Vivre l’absence
Je n’ai pas perdu l’espoir
D’avoir un jour enfin la chance de te revoir
Depuis si longtemps dans ma mémoire
Je ressens ta présence comme un moment de gloire
Et si parfois la vie me semble dérisoire
Debout je reste pour ne pas te décevoir.
Épreuve s’il en est de pardonner à la vie ce dont on a été privé tout en restant debout face au poids de cette absurdité. Celui qui reste en dernier doit réinventer sa vie et ne point oublier. Dans cette durable épreuve, les souvenirs affluents, colonisent le présent et attachent au passé. Pris au piège d’une sensibilité qu’il ne peut évincer, ce rescapé se sent toujours habité par cette présence d’antan. Il ne peut s’en débarrasser car elle le priverait de sa sincérité. Ce qu’il a perdu, il ne peut s’en libérer sans prêter le flanc à un sentiment de trahison envers l’être aimée. Alors il voyage en lui et se nourrit de ce manque pour se sentir encore exister à ses côtés. En sublimant cette souffrance, il assume tant bien que mal le prix de cette amputation si chèrement éprouvée. A maintes reprises, il fait marche arrière pour se servir de témoin. Il n’oublie rien. Parfois, le poids de cette relation d’autrefois le submerge au point de ne plus discerner le rêve de la réalité. Il invente des scénarios, s’imprègne de cette absence et la fait revivre pour faire à nouveau vibrer celle qui a fait à jamais de lui un privilégié. Elle le hante et l’accompagne de jour comme de nuit. Elle lui tient compagnie pour tromper sa solitude et être quitte envers cette étreinte que le temps n’a fait que renforcer.

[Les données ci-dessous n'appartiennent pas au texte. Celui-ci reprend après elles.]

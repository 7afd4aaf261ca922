//! One-shot BaiduPCS-Go commands

use super::first_capture;
use super::login::{LoginFlow, LoginSession};
use super::transfer::Transfer;
use crate::error::{ProtocolError, Result};
use crate::process::run_command;
use serde::{Deserialize, Serialize};
use std::path::{Path, PathBuf};
use std::time::Duration;
use tracing::{debug, info, warn};

/// Binary names searched on PATH, in order
const BINARY_NAMES: &[&str] = &["BaiduPCS-Go", "baidupcs-go"];

const USER_NAME_PATTERN: &str = r"用户名: ([^,]+),";
const SAVED_NAME_PATTERN: &str = r"保存了(.+)到当前目录";

/// An entry of `ls -json`
#[derive(Clone, Debug, Default, PartialEq, Eq, Serialize, Deserialize)]
#[serde(default)]
pub struct PanEntry {
    /// Remote file system id
    pub fs_id: u64,
    /// Absolute remote path
    pub path: String,
    /// Last path segment
    pub file_name: String,
    /// Whether the entry is a directory
    pub is_dir: bool,
    /// Size in bytes
    pub size: u64,
    /// MD5 reported by the pan (empty for directories)
    pub md5: String,
    /// Creation time (unix seconds)
    pub ctime: i64,
    /// Modification time (unix seconds)
    pub mtime: i64,
    /// Uploading application id
    pub app_id: u64,
}

/// Result of saving a share link into the pan
#[derive(Clone, Debug, PartialEq, Eq, Serialize, Deserialize)]
#[serde(rename_all = "camelCase")]
pub struct TransferRecord {
    /// Share link
    pub url: String,
    /// Extraction code of the share link
    pub code: String,
    /// Remote directory the share was saved into
    pub dst: String,
    /// Name of the saved entry inside `dst`
    pub pan_path: String,
    /// MD5 of the saved entry
    pub md5: String,
}

/// Handle on the BaiduPCS-Go binary
///
/// Account commands run to completion; [`PcsClient::login`] and
/// [`PcsClient::downloader`] hand out long-lived protocol drivers.
#[derive(Clone, Debug)]
pub struct PcsClient {
    binary_path: PathBuf,
    login_timeout: Option<Duration>,
}

impl PcsClient {
    /// Create a client with an explicit binary path
    pub fn new(binary_path: impl Into<PathBuf>) -> Self {
        Self {
            binary_path: binary_path.into(),
            login_timeout: None,
        }
    }

    /// Attempt to find BaiduPCS-Go in PATH
    pub fn from_path() -> Option<Self> {
        BINARY_NAMES
            .iter()
            .find_map(|name| which::which(name).ok())
            .map(Self::new)
    }

    /// Bound each login prompt read by `timeout`
    pub fn with_login_timeout(mut self, timeout: Option<Duration>) -> Self {
        self.login_timeout = timeout;
        self
    }

    /// Path of the wrapped binary
    pub fn binary_path(&self) -> &Path {
        &self.binary_path
    }

    async fn run(&self, args: &[&str]) -> Result<String> {
        debug!(?args, "running pcs command");
        run_command(&self.binary_path, args.iter().copied()).await
    }

    /// Name of the logged-in user, empty when logged out
    pub async fn who(&self) -> Result<String> {
        let output = self.run(&["who"]).await?;
        Ok(parse_user_name(&output))
    }

    /// Log the current user out
    pub async fn logout(&self) -> Result<()> {
        self.run(&["logout"]).await?;
        info!("logged out");
        Ok(())
    }

    /// Current remote working directory
    pub async fn pwd(&self) -> Result<String> {
        Ok(self.run(&["pwd"]).await?.trim().to_string())
    }

    /// Change the remote working directory
    pub async fn cd(&self, path: &str) -> Result<()> {
        self.run(&["cd", path]).await?;
        Ok(())
    }

    /// List a remote directory (the working directory when `path` is `None`)
    pub async fn ls(&self, path: Option<&str>) -> Result<Vec<PanEntry>> {
        let mut args = vec!["ls", "-json"];
        args.extend(path);
        let output = self.run(&args).await?;
        Ok(serde_json::from_str(output.trim())?)
    }

    /// Remove a remote path
    pub async fn rm(&self, path: &str) -> Result<()> {
        self.run(&["rm", path]).await?;
        Ok(())
    }

    /// Save a share link into the remote directory `dst`
    ///
    /// The share is saved from inside `dst`; the previous working directory
    /// is restored afterwards even if saving fails.
    pub async fn transfer(&self, url: &str, code: &str, dst: &str) -> Result<TransferRecord> {
        info!(url, dst, "saving share link");

        let previous = self.pwd().await?;
        self.cd(dst).await?;
        let saved = self.run(&["transfer", url, code]).await;
        if let Err(e) = self.cd(&previous).await {
            warn!(error = %e, dir = %previous, "failed to restore remote working directory");
        }
        let output = saved?;

        let name = parse_saved_name(&output).ok_or_else(|| ProtocolError::UnexpectedOutput {
            command: "transfer".to_string(),
            output: output.trim().to_string(),
        })?;

        let entry = self
            .ls(Some(dst))
            .await?
            .into_iter()
            .find(|entry| entry.file_name == name)
            .ok_or_else(|| ProtocolError::UnexpectedOutput {
                command: "ls".to_string(),
                output: format!("{name} not found in {dst}"),
            })?;

        Ok(TransferRecord {
            url: url.to_string(),
            code: code.to_string(),
            dst: if dst.is_empty() { "/".to_string() } else { dst.to_string() },
            pan_path: name,
            md5: entry.md5,
        })
    }

    /// A fresh, not yet started login session
    pub fn login(&self) -> LoginSession {
        LoginSession::new(&self.binary_path).with_step_timeout(self.login_timeout)
    }

    /// A login driver that resets itself on errors
    pub fn login_flow(&self) -> LoginFlow {
        LoginFlow::new(&self.binary_path, self.login_timeout)
    }

    /// A fresh, not yet started download
    pub fn downloader(&self) -> Transfer {
        Transfer::new(&self.binary_path)
    }
}

/// `当前帐号 uid: 1, 用户名: name, 性别: ..` -> `name`
pub(crate) fn parse_user_name(output: &str) -> String {
    first_capture(USER_NAME_PATTERN, output)
        .map(|name| name.trim().to_string())
        .unwrap_or_default()
}

/// `分享链接转存到网盘成功, 保存了name到当前目录` -> `name`
pub(crate) fn parse_saved_name(output: &str) -> Option<String> {
    first_capture(SAVED_NAME_PATTERN, output).map(|name| name.trim().to_string())
}
//! Configuration types for pan-dl

use crate::error::{Error, Result};
use serde::{Deserialize, Serialize};
use std::path::{Path, PathBuf};
use std::time::Duration;

/// External tool paths
///
/// Groups settings for the wrapped binaries.
/// Used as a nested sub-config within [`Config`].
#[derive(Clone, Debug, Serialize, Deserialize)]
pub struct ToolsConfig {
    /// Path to the BaiduPCS-Go executable (auto-detected if None)
    #[serde(default)]
    pub pcs_path: Option<PathBuf>,

    /// Path to 7z executable (auto-detected if None)
    #[serde(default)]
    pub sevenzip_path: Option<PathBuf>,

    /// Whether to search PATH for external binaries if explicit paths not set (default: true)
    #[serde(default = "default_true")]
    pub search_path: bool,
}

impl Default for ToolsConfig {
    fn default() -> Self {
        Self {
            pcs_path: None,
            sevenzip_path: None,
            search_path: true,
        }
    }
}

/// Download behavior configuration
///
/// Default locations for new tasks and existing-file handling.
#[derive(Clone, Debug, Serialize, Deserialize)]
pub struct DownloadConfig {
    /// Download directory (default: "./downloads")
    #[serde(default = "default_download_dir")]
    pub download_dir: PathBuf,

    /// Install directory (default: "./games")
    #[serde(default = "default_install_dir")]
    pub install_dir: PathBuf,

    /// Skip the transfer when the local file already matches the record's MD5
    #[serde(default)]
    pub verify_existing: bool,
}

impl Default for DownloadConfig {
    fn default() -> Self {
        Self {
            download_dir: default_download_dir(),
            install_dir: default_install_dir(),
            verify_existing: false,
        }
    }
}

/// Nested archive handling during install
#[derive(Clone, Debug, Serialize, Deserialize)]
pub struct ExtractionConfig {
    /// Maximum nesting depth for archives within archives (default: 8)
    #[serde(default = "default_max_recursion")]
    pub max_recursion_depth: usize,

    /// File extensions recognized as archives (default: zip, rar, 7z)
    #[serde(default = "default_archive_extensions")]
    pub archive_extensions: Vec<String>,
}

impl Default for ExtractionConfig {
    fn default() -> Self {
        Self {
            max_recursion_depth: default_max_recursion(),
            archive_extensions: default_archive_extensions(),
        }
    }
}

/// Interactive login settings
#[derive(Clone, Debug, Default, Serialize, Deserialize)]
pub struct LoginConfig {
    /// Upper bound on a single login round-trip, in seconds (None = wait forever)
    #[serde(default, with = "optional_duration_serde")]
    pub step_timeout: Option<Duration>,
}

/// Data storage configuration
#[derive(Clone, Debug, Serialize, Deserialize)]
pub struct PersistenceConfig {
    /// Task store path (default: "./tasks.json")
    #[serde(default = "default_store_path")]
    pub store_path: PathBuf,
}

impl Default for PersistenceConfig {
    fn default() -> Self {
        Self {
            store_path: default_store_path(),
        }
    }
}

/// Main configuration
///
/// Fields are organized into logical sub-configs:
/// - [`tools`](ToolsConfig): external binary paths
/// - [`download`](DownloadConfig): default directories, existing-file check
/// - [`extraction`](ExtractionConfig): nested archive detection
/// - [`login`](LoginConfig): login round-trip bound
/// - [`persistence`](PersistenceConfig): task store location
#[derive(Clone, Debug, Default, Serialize, Deserialize)]
pub struct Config {
    /// External tool paths
    #[serde(default)]
    pub tools: ToolsConfig,

    /// Download behavior settings
    #[serde(default)]
    pub download: DownloadConfig,

    /// Archive nesting settings
    #[serde(default)]
    pub extraction: ExtractionConfig,

    /// Login settings
    #[serde(default)]
    pub login: LoginConfig,

    /// Data storage
    #[serde(default)]
    pub persistence: PersistenceConfig,
}

impl Config {
    /// Read a JSON config file; a missing file yields the defaults
    pub fn load(path: impl AsRef<Path>) -> Result<Self> {
        let path = path.as_ref();
        let text = match std::fs::read_to_string(path) {
            Ok(text) => text,
            Err(e) if e.kind() == std::io::ErrorKind::NotFound => {
                tracing::debug!(?path, "no config file, using defaults");
                return Ok(Self::default());
            }
            Err(e) => return Err(e.into()),
        };
        serde_json::from_str(&text).map_err(|e| Error::Config {
            message: format!("invalid config file {}: {}", path.display(), e),
            key: None,
        })
    }

    /// Download directory
    pub fn download_dir(&self) -> &PathBuf {
        &self.download.download_dir
    }

    /// Install directory
    pub fn install_dir(&self) -> &PathBuf {
        &self.download.install_dir
    }
}

// Default value functions
fn default_download_dir() -> PathBuf {
    PathBuf::from("./downloads")
}

fn default_install_dir() -> PathBuf {
    PathBuf::from("./games")
}

fn default_store_path() -> PathBuf {
    PathBuf::from("./tasks.json")
}

fn default_true() -> bool {
    true
}

fn default_max_recursion() -> usize {
    8
}

fn default_archive_extensions() -> Vec<String> {
    vec!["zip".into(), "rar".into(), "7z".into()]
}

// Optional Duration serialization helper
mod optional_duration_serde {
    use serde::{Deserialize, Deserializer, Serializer};
    use std::time::Duration;

    pub fn serialize<S>(duration: &Option<Duration>, serializer: S) -> Result<S::Ok, S::Error>
    where
        S: Serializer,
    {
        match duration {
            Some(d) => serializer.serialize_some(&d.as_secs()),
            None => serializer.serialize_none(),
        }
    }

    pub fn deserialize<'de, D>(deserializer: D) -> Result<Option<Duration>, D::Error>
    where
        D: Deserializer<'de>,
    {
        let secs = Option::<u64>::deserialize(deserializer)?;
        Ok(secs.map(Duration::from_secs))
    }
}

Il l’entretient avec passion et exclusivité. Parfois, il a l’impression de s’attarder dans la vie, comme si cette dernière l’avait mise de côté. Mais au fond de lui, malgré cette profonde tristesse et s’il pouvait tout recommencer ; à tout prendre, il sait qu’il ne changerait rien de cette rencontre qui a marqué le sentier de sa vie de précieuses empreintes dont il demeurera à jamais l’unique dépositaire.
En écho « à une absente » de Mohamed Kertach.